Last Thursday was a significant day in British Columbia's history. For the most part, it felt like any other Thursday. It was rainy but warm. Flowers were blooming. The grass was turning green. Spring was showing all around us.

Last Thursday was a significant day in British Columbia's history.

For the most part, it felt like any other Thursday. It was rainy but warm. Flowers were blooming. The grass was turning green. Spring was showing all around us. The physical world did not note the matters of importance occurring in Victoria.

But, just before 6:00 pm, Bill 9 - Consumption Tax Rebate and Transition Act was proclaimed by the Lieutenant-Governor as law with only 56 of the 213 clauses having been debated.

Like it or not, as of July 1st, we will have an HST. Actually, before July 1st for many goods and services such as annual memberships at the local gym or the summer vacation trip that you might be planning to take.

The new tax has already come into effect in these cases.

The Bill is a mess of legal language but in essence, it harmonizes the provincial sales tax with the federal GST and hands over the power of provincial taxation to the federal government.

It also shifts the tax burden carried by the various components of the provincial economy in a profound and probably irreversible fashion. I say "probably" because, as we have seen with the GST, once such a tax is in place, it is too golden of a goose to undo. Or should I say "too fat a cow to not milk". Actually, there are a lot of sayings that could apply but generally speaking, undoing such taxes is not something that a government can or wants to do.
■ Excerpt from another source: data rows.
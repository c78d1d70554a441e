//! Fixture sets and their records.

use std::collections::BTreeMap;
use std::path::PathBuf;

use serde_json::Value;
use sha2::{Digest, Sha256};

use super::format::{FixtureFile, interpolate_label};
use crate::backend::{Document, DocumentBackend, ID_FIELD, id_filter, id_to_string};
use crate::error::{FixtureError, FixtureResult};

/// Returns the accessor name for a set: slashes become underscores.
///
/// ```
/// # use fixture_set::fixtures::accessor_name;
/// assert_eq!(accessor_name("admins/users"), "admins_users");
/// assert_eq!(accessor_name("users"), "users");
/// ```
pub fn accessor_name(set_name: &str) -> String {
	set_name.replace('/', "_")
}

/// Returns the collection a set loads into when no override exists.
pub fn default_collection(set_name: &str) -> String {
	accessor_name(set_name)
}

/// Deterministic document id for a fixture label.
///
/// The id is 24 hex characters, the width of a MongoDB ObjectId.
///
/// ```
/// # use fixture_set::fixtures::identify;
/// assert_eq!(identify("alice"), identify("alice"));
/// assert_ne!(identify("alice"), identify("bob"));
/// assert_eq!(identify("alice").len(), 24);
/// ```
pub fn identify(label: &str) -> String {
	let digest = Sha256::digest(label.as_bytes());
	digest[..12].iter().map(|b| format!("{:02x}", b)).collect()
}

/// Options applied when building documents from fixture entries.
#[derive(Debug, Clone, Copy, Default)]
pub struct BuildOptions {
	/// Fill `created_at` / `updated_at` when absent.
	pub timestamps: bool,
}

/// One named record of a fixture set.
#[derive(Debug, Clone, PartialEq)]
pub struct Fixture {
	set_name: String,
	label: String,
	collection: String,
	id: String,
	document: Document,
}

impl Fixture {
	/// Fixture label.
	pub fn label(&self) -> &str {
		&self.label
	}

	/// Name of the set this fixture belongs to.
	pub fn set_name(&self) -> &str {
		&self.set_name
	}

	/// Collection the fixture was inserted into.
	pub fn collection(&self) -> &str {
		&self.collection
	}

	/// Document id.
	pub fn id(&self) -> &str {
		&self.id
	}

	/// Document as inserted.
	pub fn document(&self) -> &Document {
		&self.document
	}

	/// Fetches the current record from the database.
	///
	/// # Errors
	///
	/// Returns [`FixtureError::RecordMissing`] if the document no longer exists.
	pub async fn find(&self, backend: &dyn DocumentBackend) -> FixtureResult<Document> {
		let filter = match self.document.get(ID_FIELD) {
			Some(id) => {
				let mut filter = Document::new();
				filter.insert(ID_FIELD.to_string(), id.clone());
				filter
			}
			None => id_filter(&self.id),
		};

		backend
			.find_one(&self.collection, filter)
			.await?
			.ok_or_else(|| FixtureError::RecordMissing {
				set: self.set_name.clone(),
				name: self.label.clone(),
				collection: self.collection.clone(),
			})
	}
}

/// A named collection of fixtures read from one file.
#[derive(Debug, Clone, PartialEq)]
pub struct FixtureSet {
	name: String,
	collection: String,
	path: Option<PathBuf>,
	fixtures: BTreeMap<String, Fixture>,
}

impl FixtureSet {
	/// Builds a set from parsed file content.
	///
	/// Each entry gets `$LABEL` interpolated, an `_id` from [`identify`]
	/// unless one is given, and timestamps when enabled.
	pub fn build(
		name: impl Into<String>,
		collection: impl Into<String>,
		file: FixtureFile,
		options: BuildOptions,
	) -> Self {
		let name = name.into();
		let collection = collection.into();
		let path = file.source.as_ref().map(PathBuf::from);
		let now = options
			.timestamps
			.then(|| Value::String(chrono::Utc::now().to_rfc3339()));

		let fixtures = file
			.entries
			.into_iter()
			.map(|entry| {
				let mut document = entry.attributes;
				document
					.values_mut()
					.for_each(|value| interpolate_label(value, &entry.label));

				let id = match document.get(ID_FIELD) {
					Some(id) => id_to_string(id),
					None => {
						let id = identify(&entry.label);
						document.insert(ID_FIELD.to_string(), Value::String(id.clone()));
						id
					}
				};

				if let Some(now) = &now {
					for field in ["created_at", "updated_at"] {
						document
							.entry(field.to_string())
							.or_insert_with(|| now.clone());
					}
				}

				let fixture = Fixture {
					set_name: name.clone(),
					label: entry.label.clone(),
					collection: collection.clone(),
					id,
					document,
				};
				(entry.label, fixture)
			})
			.collect();

		Self {
			name,
			collection,
			path,
			fixtures,
		}
	}

	/// Set name.
	pub fn name(&self) -> &str {
		&self.name
	}

	/// Accessor name of the set.
	pub fn accessor_name(&self) -> String {
		accessor_name(&self.name)
	}

	/// Collection the set loads into.
	pub fn collection(&self) -> &str {
		&self.collection
	}

	/// File the set was read from, if any.
	pub fn path(&self) -> Option<&PathBuf> {
		self.path.as_ref()
	}

	/// Looks up a fixture by label.
	pub fn get(&self, label: &str) -> Option<&Fixture> {
		self.fixtures.get(label)
	}

	/// Returns true if the set contains `label`.
	pub fn contains(&self, label: &str) -> bool {
		self.fixtures.contains_key(label)
	}

	/// Labels in sorted order.
	pub fn labels(&self) -> impl Iterator<Item = &str> {
		self.fixtures.keys().map(String::as_str)
	}

	/// Returns an iterator over the fixtures.
	pub fn iter(&self) -> impl Iterator<Item = &Fixture> {
		self.fixtures.values()
	}

	/// Returns the number of fixtures.
	pub fn len(&self) -> usize {
		self.fixtures.len()
	}

	/// Returns true if the set has no fixtures.
	pub fn is_empty(&self) -> bool {
		self.fixtures.is_empty()
	}

	/// Documents to insert, one per fixture.
	pub fn documents(&self) -> Vec<Document> {
		self.fixtures.values().map(|f| f.document.clone()).collect()
	}
}
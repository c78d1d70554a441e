//! Per-test fixture access.
//!
//! A [`FixtureContext`] is returned by
//! [`FixtureSuite::setup`](crate::suite::FixtureSuite::setup). It holds the
//! loaded fixture sets and an instance cache: the first request for a fixture
//! reads it from the database, later requests return the same `Arc` until a
//! reload is asked for.
//!
//! ```rust,ignore
//! let mut ctx = suite.setup(backend).await?;
//!
//! let alice = ctx.accessor("users").one("alice").await?;
//! let pair = ctx.get("users", &["alice", "bob"], FetchMode::Cached).await?;
//! let fresh = ctx.accessor("users").reload("alice").await?;
//!
//! suite.teardown(ctx);
//! ```

use std::collections::HashMap;
use std::sync::Arc;

use async_trait::async_trait;

use crate::backend::{Document, DocumentBackend};
use crate::error::{FixtureError, FixtureResult};
use crate::fixtures::{FixtureSet, accessor_name};

/// Loaded fixture sets keyed by set name.
pub type LoadedFixtures = HashMap<String, Arc<FixtureSet>>;

/// Whether a request may be served from the instance cache.
#[derive(Debug, Clone, Copy, PartialEq, Eq, Default)]
pub enum FetchMode {
	/// Use the cached instance when there is one.
	#[default]
	Cached,

	/// Drop the cached instance and read from the database.
	Reload,
}

/// Result of a fixture request.
#[derive(Debug, Clone, PartialEq)]
pub enum Fetched {
	/// Exactly one name was requested.
	One(Arc<Document>),

	/// Zero or several names were requested, in request order.
	Many(Vec<Arc<Document>>),
}

impl Fetched {
	/// Returns the record of a single-name request.
	pub fn one(self) -> Option<Arc<Document>> {
		match self {
			Self::One(document) => Some(document),
			Self::Many(_) => None,
		}
	}

	/// Returns every record, in request order.
	pub fn into_vec(self) -> Vec<Arc<Document>> {
		match self {
			Self::One(document) => vec![document],
			Self::Many(documents) => documents,
		}
	}

	/// Number of records.
	pub fn len(&self) -> usize {
		match self {
			Self::One(_) => 1,
			Self::Many(documents) => documents.len(),
		}
	}

	/// Returns true if no records were requested.
	pub fn is_empty(&self) -> bool {
		self.len() == 0
	}
}

/// Retrieval of fixture records by set and fixture name.
#[async_trait]
pub trait FixtureAccessor: Send {
	/// Returns the records named `names` from `set`.
	///
	/// A single name yields [`Fetched::One`], anything else [`Fetched::Many`].
	///
	/// # Errors
	///
	/// Returns [`FixtureError::FixtureNotFound`] for a name the loaded set
	/// does not contain.
	async fn get(&mut self, set: &str, names: &[&str], mode: FetchMode) -> FixtureResult<Fetched>;

	/// Maps an accessor name (`admins_users`) to its set (`admins/users`).
	fn resolve_accessor(&self, accessor: &str) -> Option<String>;

	/// Like [`get`](Self::get), addressing the set by its accessor name.
	async fn get_by_accessor(
		&mut self,
		accessor: &str,
		names: &[&str],
		mode: FetchMode,
	) -> FixtureResult<Fetched> {
		let set = self
			.resolve_accessor(accessor)
			.ok_or_else(|| FixtureError::UnknownAccessor(accessor.to_string()))?;
		self.get(&set, names, mode).await
	}
}

/// Fixture state of one test.
pub struct FixtureContext {
	backend: Arc<dyn DocumentBackend>,
	loaded: LoadedFixtures,
	accessors: HashMap<String, String>,
	instances: HashMap<String, HashMap<String, Arc<Document>>>,
}

impl std::fmt::Debug for FixtureContext {
	fn fmt(&self, f: &mut std::fmt::Formatter<'_>) -> std::fmt::Result {
		f.debug_struct("FixtureContext")
			.field("loaded", &self.loaded.keys().collect::<Vec<_>>())
			.field("accessors", &self.accessors)
			.field("cached_instances", &self.cached_instance_count())
			.finish()
	}
}

impl FixtureContext {
	/// Creates a context over already-loaded sets.
	///
	/// `declared` are the set names that get accessors; every loaded set gets
	/// one as well.
	pub fn new(
		backend: Arc<dyn DocumentBackend>,
		loaded: LoadedFixtures,
		declared: &[String],
	) -> Self {
		let mut context = Self {
			backend,
			loaded: LoadedFixtures::new(),
			accessors: HashMap::new(),
			instances: HashMap::new(),
		};
		context.declare(declared);
		context.merge(loaded);
		context
	}

	/// Creates a context with nothing loaded.
	pub fn empty(backend: Arc<dyn DocumentBackend>) -> Self {
		Self::new(backend, LoadedFixtures::new(), &[])
	}

	/// Registers accessors for `set_names`.
	pub(crate) fn declare(&mut self, set_names: &[String]) {
		for name in set_names {
			self.accessors.insert(accessor_name(name), name.clone());
		}
	}

	/// Adds sets to the loaded map, replacing sets of the same name.
	///
	/// Cached instances are dropped only for sets that were actually
	/// replaced by a different set.
	pub(crate) fn merge(&mut self, sets: LoadedFixtures) {
		for (name, set) in sets {
			self.accessors.insert(accessor_name(&name), name.clone());
			let replaced = self
				.loaded
				.get(&name)
				.is_some_and(|existing| !Arc::ptr_eq(existing, &set));
			if replaced {
				self.instances.remove(&name);
			}
			self.loaded.insert(name, set);
		}
	}

	/// The database fixtures are read from.
	pub fn backend(&self) -> &Arc<dyn DocumentBackend> {
		&self.backend
	}

	/// Loaded sets keyed by name.
	pub fn loaded_fixtures(&self) -> &LoadedFixtures {
		&self.loaded
	}

	/// Looks up a loaded set.
	pub fn fixture_set(&self, name: &str) -> Option<&Arc<FixtureSet>> {
		self.loaded.get(name)
	}

	/// Names of the loaded sets, sorted.
	pub fn set_names(&self) -> Vec<&str> {
		let mut names: Vec<&str> = self.loaded.keys().map(String::as_str).collect();
		names.sort_unstable();
		names
	}

	/// Accessor names with an associated set, sorted.
	pub fn accessor_names(&self) -> Vec<&str> {
		let mut names: Vec<&str> = self.accessors.keys().map(String::as_str).collect();
		names.sort_unstable();
		names
	}

	/// Returns true if no sets are loaded.
	pub fn is_empty(&self) -> bool {
		self.loaded.is_empty()
	}

	/// Number of materialized records held in the instance cache.
	pub fn cached_instance_count(&self) -> usize {
		self.instances.values().map(HashMap::len).sum()
	}

	/// Returns a handle bound to one set.
	pub fn accessor(&mut self, set: impl Into<String>) -> SetAccessor<'_> {
		SetAccessor {
			context: self,
			set: set.into(),
		}
	}

	async fn instance(
		&mut self,
		set: &str,
		name: &str,
		mode: FetchMode,
	) -> FixtureResult<Arc<Document>> {
		if mode == FetchMode::Reload {
			if let Some(cache) = self.instances.get_mut(set) {
				cache.remove(name);
			}
		}

		let fixture = self
			.loaded
			.get(set)
			.and_then(|fixtures| fixtures.get(name))
			.ok_or_else(|| FixtureError::not_found(set, name))?;

		if let Some(cached) = self.instances.get(set).and_then(|cache| cache.get(name)) {
			tracing::debug!(set, fixture = name, "Fixture served from cache");
			return Ok(Arc::clone(cached));
		}

		tracing::debug!(
			set,
			fixture = name,
			collection = fixture.collection(),
			"Fetching fixture"
		);
		let document = Arc::new(fixture.find(self.backend.as_ref()).await?);

		self.instances
			.entry(set.to_string())
			.or_default()
			.insert(name.to_string(), Arc::clone(&document));
		Ok(document)
	}
}

#[async_trait]
impl FixtureAccessor for FixtureContext {
	async fn get(&mut self, set: &str, names: &[&str], mode: FetchMode) -> FixtureResult<Fetched> {
		let mut documents = Vec::with_capacity(names.len());
		for name in names {
			documents.push(self.instance(set, name, mode).await?);
		}

		if names.len() == 1 {
			if let Some(document) = documents.pop() {
				return Ok(Fetched::One(document));
			}
		}
		Ok(Fetched::Many(documents))
	}

	fn resolve_accessor(&self, accessor: &str) -> Option<String> {
		self.accessors.get(accessor).cloned()
	}
}

/// Handle for reading fixtures of one set.
pub struct SetAccessor<'a> {
	context: &'a mut FixtureContext,
	set: String,
}

impl SetAccessor<'_> {
	/// Set this handle reads from.
	pub fn set_name(&self) -> &str {
		&self.set
	}

	/// Same as [`FixtureAccessor::get`] on the bound set.
	pub async fn get(&mut self, names: &[&str], mode: FetchMode) -> FixtureResult<Fetched> {
		self.context.get(&self.set, names, mode).await
	}

	/// Returns one cached (or freshly fetched) record.
	pub async fn one(&mut self, name: &str) -> FixtureResult<Arc<Document>> {
		self.context.instance(&self.set, name, FetchMode::Cached).await
	}

	/// Returns several records in request order.
	pub async fn many(&mut self, names: &[&str]) -> FixtureResult<Vec<Arc<Document>>> {
		let mut documents = Vec::with_capacity(names.len());
		for name in names {
			documents.push(self.context.instance(&self.set, name, FetchMode::Cached).await?);
		}
		Ok(documents)
	}

	/// Re-reads one record from the database and caches the result.
	pub async fn reload(&mut self, name: &str) -> FixtureResult<Arc<Document>> {
		self.context.instance(&self.set, name, FetchMode::Reload).await
	}
}

#[cfg(test)]
mod tests {
	use super::*;
	use crate::backend::{InMemoryBackend, id_filter};
	use crate::fixtures::{BuildOptions, FixtureEntry, FixtureFile, FixtureFormat};
	use rstest::rstest;
	use serde_json::{Value, json};

	fn set(name: &str, entries: Value) -> FixtureSet {
		let Value::Object(entries) = entries else {
			panic!("expected object");
		};
		let entries = entries
			.into_iter()
			.map(|(label, attributes)| FixtureEntry {
				label,
				attributes: match attributes {
					Value::Object(map) => map,
					_ => Document::new(),
				},
			})
			.collect();
		FixtureSet::build(
			name,
			accessor_name(name),
			FixtureFile::from_entries(entries, FixtureFormat::Json),
			BuildOptions::default(),
		)
	}

	async fn context() -> (Arc<InMemoryBackend>, FixtureContext) {
		let backend = Arc::new(InMemoryBackend::new());
		let users = set(
			"users",
			json!({"alice": {"name": "Alice"}, "bob": {"name": "Bob"}}),
		);
		let admins = set("admins/users", json!({"root": {"name": "Root"}}));
		backend
			.insert_many(users.collection(), users.documents())
			.await
			.unwrap();
		backend
			.insert_many(admins.collection(), admins.documents())
			.await
			.unwrap();

		let loaded = LoadedFixtures::from([
			("users".to_string(), Arc::new(users)),
			("admins/users".to_string(), Arc::new(admins)),
		]);
		let ctx = FixtureContext::new(backend.clone(), loaded, &[]);
		(backend, ctx)
	}

	#[rstest]
	#[tokio::test]
	async fn test_get_single_returns_one() {
		let (_, mut ctx) = context().await;
		let fetched = ctx.get("users", &["alice"], FetchMode::Cached).await.unwrap();
		let alice = fetched.one().unwrap();
		assert_eq!(alice["name"], json!("Alice"));
	}

	#[rstest]
	#[tokio::test]
	async fn test_get_many_preserves_order() {
		let (_, mut ctx) = context().await;
		let fetched = ctx
			.get("users", &["bob", "alice"], FetchMode::Cached)
			.await
			.unwrap();
		assert!(matches!(fetched, Fetched::Many(_)));

		let names: Vec<Value> = fetched.into_vec().iter().map(|d| d["name"].clone()).collect();
		assert_eq!(names, vec![json!("Bob"), json!("Alice")]);
	}

	#[rstest]
	#[tokio::test]
	async fn test_get_no_names() {
		let (backend, mut ctx) = context().await;
		let fetched = ctx.get("users", &[], FetchMode::Cached).await.unwrap();
		assert_eq!(fetched, Fetched::Many(Vec::new()));
		assert!(fetched.is_empty());
		assert_eq!(backend.find_count(), 0);
	}

	#[rstest]
	#[tokio::test]
	async fn test_get_unknown_fixture() {
		let (_, mut ctx) = context().await;
		let err = ctx
			.get("users", &["alice", "mallory"], FetchMode::Cached)
			.await
			.unwrap_err();
		assert_eq!(
			err.to_string(),
			"No fixture named 'mallory' found for fixture set 'users'"
		);
	}

	#[rstest]
	#[tokio::test]
	async fn test_get_unknown_set() {
		let (_, mut ctx) = context().await;
		let result = ctx.get("comments", &["first"], FetchMode::Cached).await;
		assert!(matches!(
			result,
			Err(FixtureError::FixtureNotFound { ref set, .. }) if set == "comments"
		));
	}

	#[rstest]
	#[tokio::test]
	async fn test_cached_instance_is_identical() {
		let (backend, mut ctx) = context().await;
		let first = ctx.accessor("users").one("alice").await.unwrap();
		let second = ctx.accessor("users").one("alice").await.unwrap();

		assert!(Arc::ptr_eq(&first, &second));
		assert_eq!(backend.find_count(), 1);
		assert_eq!(ctx.cached_instance_count(), 1);
	}

	#[rstest]
	#[tokio::test]
	async fn test_reload_fetches_again() {
		let (backend, mut ctx) = context().await;
		let alice = ctx.accessor("users").one("alice").await.unwrap();
		let id = ctx.fixture_set("users").unwrap().get("alice").unwrap().id().to_string();

		let Value::Object(update) = json!({"name": "Alicia"}) else {
			unreachable!()
		};
		backend
			.update_one("users", id_filter(&id), update)
			.await
			.unwrap();

		let cached = ctx.accessor("users").one("alice").await.unwrap();
		assert_eq!(cached["name"], json!("Alice"));

		let reloaded = ctx
			.get("users", &["alice"], FetchMode::Reload)
			.await
			.unwrap()
			.one()
			.unwrap();
		assert_eq!(reloaded["name"], json!("Alicia"));
		assert!(!Arc::ptr_eq(&alice, &reloaded));
		assert_eq!(backend.find_count(), 2);

		let after = ctx.accessor("users").one("alice").await.unwrap();
		assert!(Arc::ptr_eq(&after, &reloaded));
	}

	#[rstest]
	#[tokio::test]
	async fn test_get_by_accessor() {
		let (_, mut ctx) = context().await;
		assert_eq!(ctx.resolve_accessor("admins_users").as_deref(), Some("admins/users"));

		let root = ctx
			.get_by_accessor("admins_users", &["root"], FetchMode::Cached)
			.await
			.unwrap()
			.one()
			.unwrap();
		assert_eq!(root["name"], json!("Root"));

		let result = ctx
			.get_by_accessor("nobody", &["root"], FetchMode::Cached)
			.await;
		assert!(matches!(result, Err(FixtureError::UnknownAccessor(_))));
	}

	#[rstest]
	#[tokio::test]
	async fn test_record_missing_from_database() {
		let (backend, mut ctx) = context().await;
		backend.clear();

		let result = ctx.accessor("users").one("bob").await;
		assert!(matches!(result, Err(FixtureError::RecordMissing { .. })));
		assert_eq!(ctx.cached_instance_count(), 0);
	}

	#[rstest]
	#[tokio::test]
	async fn test_set_accessor_many() {
		let (_, mut ctx) = context().await;
		let mut users = ctx.accessor("users");
		assert_eq!(users.set_name(), "users");

		let both = users.many(&["alice", "bob"]).await.unwrap();
		assert_eq!(both.len(), 2);
		let again = users.get(&["bob"], FetchMode::Cached).await.unwrap().one().unwrap();
		assert!(Arc::ptr_eq(&both[1], &again));
	}

	#[rstest]
	fn test_empty_context() {
		let ctx = FixtureContext::empty(Arc::new(InMemoryBackend::new()));
		assert!(ctx.is_empty());
		assert!(ctx.accessor_names().is_empty());
	}

	#[rstest]
	#[tokio::test]
	async fn test_merge_replaces_set_and_drops_instances() {
		let (_, mut ctx) = context().await;
		ctx.accessor("users").one("alice").await.unwrap();
		assert_eq!(ctx.cached_instance_count(), 1);

		let replacement = set("users", json!({"carol": {"name": "Carol"}}));
		ctx.merge(LoadedFixtures::from([("users".to_string(), Arc::new(replacement))]));

		assert_eq!(ctx.cached_instance_count(), 0);
		assert!(ctx.fixture_set("users").unwrap().contains("carol"));
		assert_eq!(ctx.accessor_names(), vec!["admins_users", "users"]);
	}

	#[rstest]
	#[tokio::test]
	async fn test_merge_same_set_keeps_instances() {
		let (_, mut ctx) = context().await;
		let alice = ctx.accessor("users").one("alice").await.unwrap();

		let same = Arc::clone(ctx.fixture_set("users").unwrap());
		ctx.merge(LoadedFixtures::from([("users".to_string(), same)]));

		assert_eq!(ctx.cached_instance_count(), 1);
		let again = ctx.accessor("users").one("alice").await.unwrap();
		assert!(Arc::ptr_eq(&alice, &again));
	}
}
But even a former member of Gordon Campbell's cabinet - former Finance Minister Carole Taylor - recognizes the HST for what it is. Ms. Taylor said: "This particular tax takes the tax off businesses - it takes $1.8 billion off of businesses - and puts it on consumers."

She added: "But I think the bigger issue is that [Premier Gordon Campbell] promised that they would not - they would not - do the harmonization of the sales tax. And then right after the election, decided to do it."

"There is a feeling of having been deceived by the government that people elected."

A tax shift from business to you and me. Simply put, that is what the HST is. And undoing it means that any future government would have to shift that burden back onto business. Not likely to happen.

In a world where capital moves around the world with relative ease, and the free market is god, any future government will be hamstrung in trying to re-balance the tax burden.

Have no fear, though. Jock Finlayson of the B.C. Business Council and others who support the government have argued that the HST will create a tax shift that will save businesses $2 billion through tax credits that they can now take under the HST model.

They go on to argue that those savings will then be passed on to consumers through lower costs. Where have I heard that argument before?

Hmmm.... when the GST was introduced. But, of course, it didn't happen.

Why not? Consider the following from Mr. Finlayson: "It's true that some services that have been previously exempt are going to face the HST. The tax burden on those will go up, but the cost of producing will go down."

The cost of producing will go down.

Contrast this statement to the comments of Minister Bell in his arguments in support of the HST at a local debate last month where he pointed out that we are "an export economy". He noted, for example, that if we were a "closed economy" - servicing just ourselves - that we would need only one sawmill in the entire province.

That is, we don't produce for our own consumption. We produce for export.

Simply put, the HST will make it cheaper for people in other parts of the world to buy and consume goods produced in British Columbia but do nothing about the production costs of those goods which we buy from other jurisdictions.

Actually, the HST will make it more expensive for us to buy those goods because they will all be subjected to HST - both at the point of purchase and along the import chain as each service will now apply another layer of taxation.

I have said it before and I will say it again, the HST is the wrong tax implemented in the wrong way at the wrong time for the wrong reasons.

And, if the referendum campaign is anything by which to judge, I am not the only person that feels that way.